BackgroundThe Government needed a more permanent solution to reduce the costs
Removing the signs from above the doors and putting the bank into a gentle, long-term wind-down wasn't enough - the former Anglo Irish Bank had to be liquidated.
The surprise announcement of the Government's decision to liquidate State-owned Irish Bank Resolution Corporation, the undertaker bank burying the corpses of Anglo and Irish Nationwide over time, was made to reduce the annual cost of the country's most diseased lenders. It is estimated that the move could shave about €1 billion off the yearly bill.
The promissory note structure may have been a smart idea once. Typing a note on a letterhead with the Irish harp through which the State promised to pay €31 billion of the €34.7 billion cost of the banks over time deferred the need to come up with all that cash all at once.
It was one of only a few rapidly diminishing options available to the State almost three years go, before the EU-IMF bailout. At the time the State didn't have the cash to pay for two of the world's worst lenders - €29.3 billion for Anglo and €4.5 billion for Irish Nationwide.
The catalyst for the latest move - and what could be the very final move against the former Anglo Irish Bank in a long line of late-night emergency measures taken to deal with this delinquent bank - was the annual cash call on the promissory notes.
Deferred payout
The State deferred the annual €3.1 billion cash payout last year by borrowing money on a 13-year bond and raising cash via a bond swap, first with another State entity, the National Asset Management Agency, and later Bank of Ireland. This wasn't going to work for the next €3.1 billion instalment due on March 31st. The Government wanted a more permanent solution both to reduce the annual cost and to avoid public uproar every time a large payment had to made under the notes.
Emergency legislation was being prepared last night to put the 100 per cent State-owned IBRC out of its misery. Liquidation will park the lender in bank resolution mode. Crucially, if the European Central Bank approves it, this is a way of resolving the funding of the bank without leaving the euro zone's central bank open to charges of monetary financing.
Tight rein
This type of financing breaks all central bank rules as it involves a central bank funding a national government, undermining the ECB's main aim of keeping a tight rein on inflation.
It is hard to see why the new structure wouldn't be a formality with the ECB given that the Government made such a big step last night with the liquidation, though it was said last night that Frankfurt wanted to see the legislation first before approving a dismantling of the promissory note structure. ECB support was always going to be required; it is €40 billion of central bank funding that is keeping IBRC upright.

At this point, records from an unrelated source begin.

use std::sync::Arc;

use tokio::sync::{RwLock, Semaphore};
use tokio::task::JoinSet;
use tokio_util::sync::CancellationToken;

use crate::config::DispatcherConfig;
use crate::dispatch::RunDispatcher;
use crate::error::DispatchError;
use crate::pool::{HealthMonitor, ServerPool};
use crate::run::{Run, RunQueue, RunStore};

/// Long-running host for the dispatcher.
///
/// Stands in for the external scheduler: it keeps the pool's health fresh
/// and periodically dispatches every `Ready` run it knows about. Failed
/// attempts leave runs `Ready`, so the next sweep picks them up again.
pub struct DispatchService {
    pub config: DispatcherConfig,
    pub pool: Arc<ServerPool>,
    pub queue: Arc<RwLock<RunQueue>>,
    pub dispatcher: Arc<RunDispatcher>,
    permits: Arc<Semaphore>,
}

impl DispatchService {
    pub fn new(config: DispatcherConfig, store: Arc<dyn RunStore>) -> Self {
        let pool = Arc::new(ServerPool::from_config(&config));
        let dispatcher = Arc::new(RunDispatcher::new(&config, pool.clone(), store));
        let permits = Arc::new(Semaphore::new(config.max_concurrent_dispatches.max(1)));

        Self {
            config,
            pool,
            queue: Arc::new(RwLock::new(RunQueue::new())),
            dispatcher,
            permits,
        }
    }

    /// Hand a run over. Returns false if the queue refused it.
    pub async fn submit(&self, run: Arc<Run>) -> bool {
        let run_id = run.id();
        let accepted = self.queue.write().await.add_run(run);
        if accepted {
            tracing::info!(run_id = %run_id, "Run queued");
        } else {
            tracing::warn!(run_id = %run_id, "Run queue full or duplicate id, run dropped");
        }
        accepted
    }

    /// Run until `shutdown` is cancelled.
    ///
    /// Complete and failed runs are dropped from the queue after each sweep;
    /// their durable copy is in the run store.
    pub async fn run(&self, shutdown: CancellationToken) {
        self.run_loop(shutdown, false).await;
    }

    /// Run until every queued run is terminal, or until `shutdown`.
    pub async fn run_until_settled(&self, shutdown: CancellationToken) {
        self.run_loop(shutdown, true).await;
    }

    /// 1. Spawns the health monitor (probes immediately, then on interval)
    /// 2. Sweeps `Ready` runs on `sweep_interval_ms`, one task per run,
    ///    bounded by `max_concurrent_dispatches`
    /// 3. Outside `until_settled`, drops terminal runs so the queue does
    ///    not fill up
    /// 4. On shutdown, cancels in-flight dispatches (they roll back to
    ///    `Ready`) and waits for them to finish
    async fn run_loop(&self, shutdown: CancellationToken, until_settled: bool) {
        let monitor_token = shutdown.child_token();
        let monitor = HealthMonitor::new(self.config.probe.interval());
        let monitor_pool = self.pool.clone();
        let monitor_handle = {
            let token = monitor_token.clone();
            tokio::spawn(async move { monitor.run(monitor_pool, token).await })
        };

        // Let the first probe round land before the first sweep.
        self.pool.probe_all().await;

        let mut in_flight = JoinSet::new();
        let mut sweep_interval = tokio::time::interval(self.config.sweep_interval());
        sweep_interval.set_missed_tick_behavior(tokio::time::MissedTickBehavior::Delay);

        loop {
            tokio::select! {
                _ = shutdown.cancelled() => {
                    tracing::info!(in_flight = in_flight.len(), "Dispatch service shutting down");
                    break;
                }
                Some(joined) = in_flight.join_next(), if !in_flight.is_empty() => {
                    if let Err(e) = joined {
                        tracing::error!(error = %e, "Dispatch task panicked");
                    }
                }
                _ = sweep_interval.tick() => {
                    if until_settled && in_flight.is_empty() && self.queue.read().await.is_settled() {
                        tracing::info!("All runs settled");
                        break;
                    }
                    self.sweep(&mut in_flight, &shutdown).await;
                    if !until_settled {
                        let removed = self.queue.write().await.cleanup_finished_runs();
                        if removed > 0 {
                            tracing::debug!(removed, "Finished runs dropped from queue");
                        }
                    }
                }
            }
        }

        monitor_token.cancel();
        while let Some(joined) = in_flight.join_next().await {
            if let Err(e) = joined {
                tracing::error!(error = %e, "Dispatch task panicked");
            }
        }
        if let Err(e) = monitor_handle.await {
            tracing::error!(error = %e, "Health monitor panicked");
        }
    }

    /// Start a dispatch for each `Ready` run while permits last. Runs that
    /// do not get a permit wait for the next sweep.
    async fn sweep(&self, in_flight: &mut JoinSet<()>, shutdown: &CancellationToken) {
        let ready = self.queue.read().await.ready_runs();
        if ready.is_empty() {
            return;
        }
        tracing::debug!(ready = ready.len(), "Sweeping ready runs");

        for run in ready {
            let Ok(permit) = self.permits.clone().try_acquire_owned() else {
                tracing::debug!("Dispatch capacity reached, deferring remaining runs");
                break;
            };
            let dispatcher = self.dispatcher.clone();
            let token = shutdown.child_token();
            in_flight.spawn(async move {
                let _permit = permit;
                match dispatcher.dispatch_with_cancel(&run, &token).await {
                    Ok(_) => {}
                    Err(DispatchError::AlreadyDispatched { .. }) => {}
                    Err(e) => {
                        tracing::debug!(run_id = %run.id(), error = %e, "Sweep dispatch did not complete");
                    }
                }
            });
        }
    }
}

If given the green light by Europe, this plan will in effect create the perception that the Government and the ECB are not using monetary financing, as Nama is expected to be used as the vehicle through which ECB funds will flow to finance the former IBRC loans.

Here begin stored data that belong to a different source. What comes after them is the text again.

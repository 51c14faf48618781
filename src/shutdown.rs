use tokio_util::sync::CancellationToken;

/// Cancel `token` on SIGTERM or SIGINT (Ctrl-C elsewhere).
///
/// In-flight dispatches observe the token, drop their connections and hand
/// their runs back as `Ready`.
pub fn install_shutdown_handler() -> CancellationToken {
    let token = CancellationToken::new();
    let trigger = token.clone();

    tokio::spawn(async move {
        wait_for_signal().await;
        trigger.cancel();
    });

    token
}

#[cfg(unix)]
async fn wait_for_signal() {
    use tokio::signal::unix::{signal, SignalKind};

    let mut sigterm = signal(SignalKind::terminate()).expect("failed to install SIGTERM handler");
    let mut sigint = signal(SignalKind::interrupt()).expect("failed to install SIGINT handler");

    tokio::select! {
        _ = sigterm.recv() => tracing::info!("Received SIGTERM, stopping dispatch"),
        _ = sigint.recv() => tracing::info!("Received SIGINT, stopping dispatch"),
    }
}

#[cfg(not(unix))]
async fn wait_for_signal() {
    match tokio::signal::ctrl_c().await {
        Ok(()) => tracing::info!("Received Ctrl-C, stopping dispatch"),
        Err(e) => tracing::error!(error = %e, "Failed to listen for Ctrl-C"),
    }
}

It would appear that the Government is going to replace the promissory notes by borrowing money using bonds maturing between 25 and 40 years, with an average maturity of 27 years.
It is important to note that this structure may reduce the annual cost but will not reduce the overall cost of borrowing to pay for the banks - in fact, it
will increase the ultimate final cost. Think of it like a mortgage: to reduce your monthly mortgage payment, you extend the term of the loan but ultimately you end up paying more over the life of the mortgage.
The change does, however, reduce what is known technically as the "net present value" of the debt. For a country trying to creep back into international borrowing markets, this is critical - certainly when it comes to convincing outside investors that the State can pay its day-to-day bills without external help when the EU-IMF bailout programme ends on December 31st.
Moving IBRC's loans into Nama makes sense. It was hard to justify the existence of two State "bad banks" doing the same kind of work, running down the same loans, particularly when IBRC's running expenses were €320 million in 2011 and Nama's were €130 million.
Property crash
It has been a painfully slow, four-year resolution to the Anglo Irish Bank saga. Undone by the property crash, the bank was brought down by its exposure to builders and developers on most of its €73 billion loan book.
The run on the bank's deposits in September 2008 was the catalyst for the last government's bank guarantee, which has had devastating consequences for the financial health of the nation.
Extraordinary revelations about tens of millions of euro in hidden director loans belonging to Seán FitzPatrick and financial chicanery involving the hair-raising €7.2 billion in back-to-back window-dressing deposits forced the Government to nationalise the lender in January 2009.
Protracted efforts
The last government's protracted efforts to value near-worthless property loans and put a figure on the final cost of Anglo in 2009 and 2010 shattered outside confidence in Ireland's ability to pay for the bill on its own at a time when the State's finances had collapsed.
This, coupled with growing uncertainty about the holes in the other banks, forced the Fianna Fail-Green coalition to go cap in hand to Europe and the International Monetary Fund in late 2010 and secure €67 billion in emergency loans to cover the banking and public finance bill.
Thrown by last night's head-spinning events, soon-to-be-redundant IBRC employees gathered in O'Brien's pub on Leeson Street near the head office in Dublin 4 to catch their breaths and make sense of breaking events.
After four years of crisis and half-measure after government half-measure, it would seem that the former Anglo Irish Bank has drawn its own very last breath.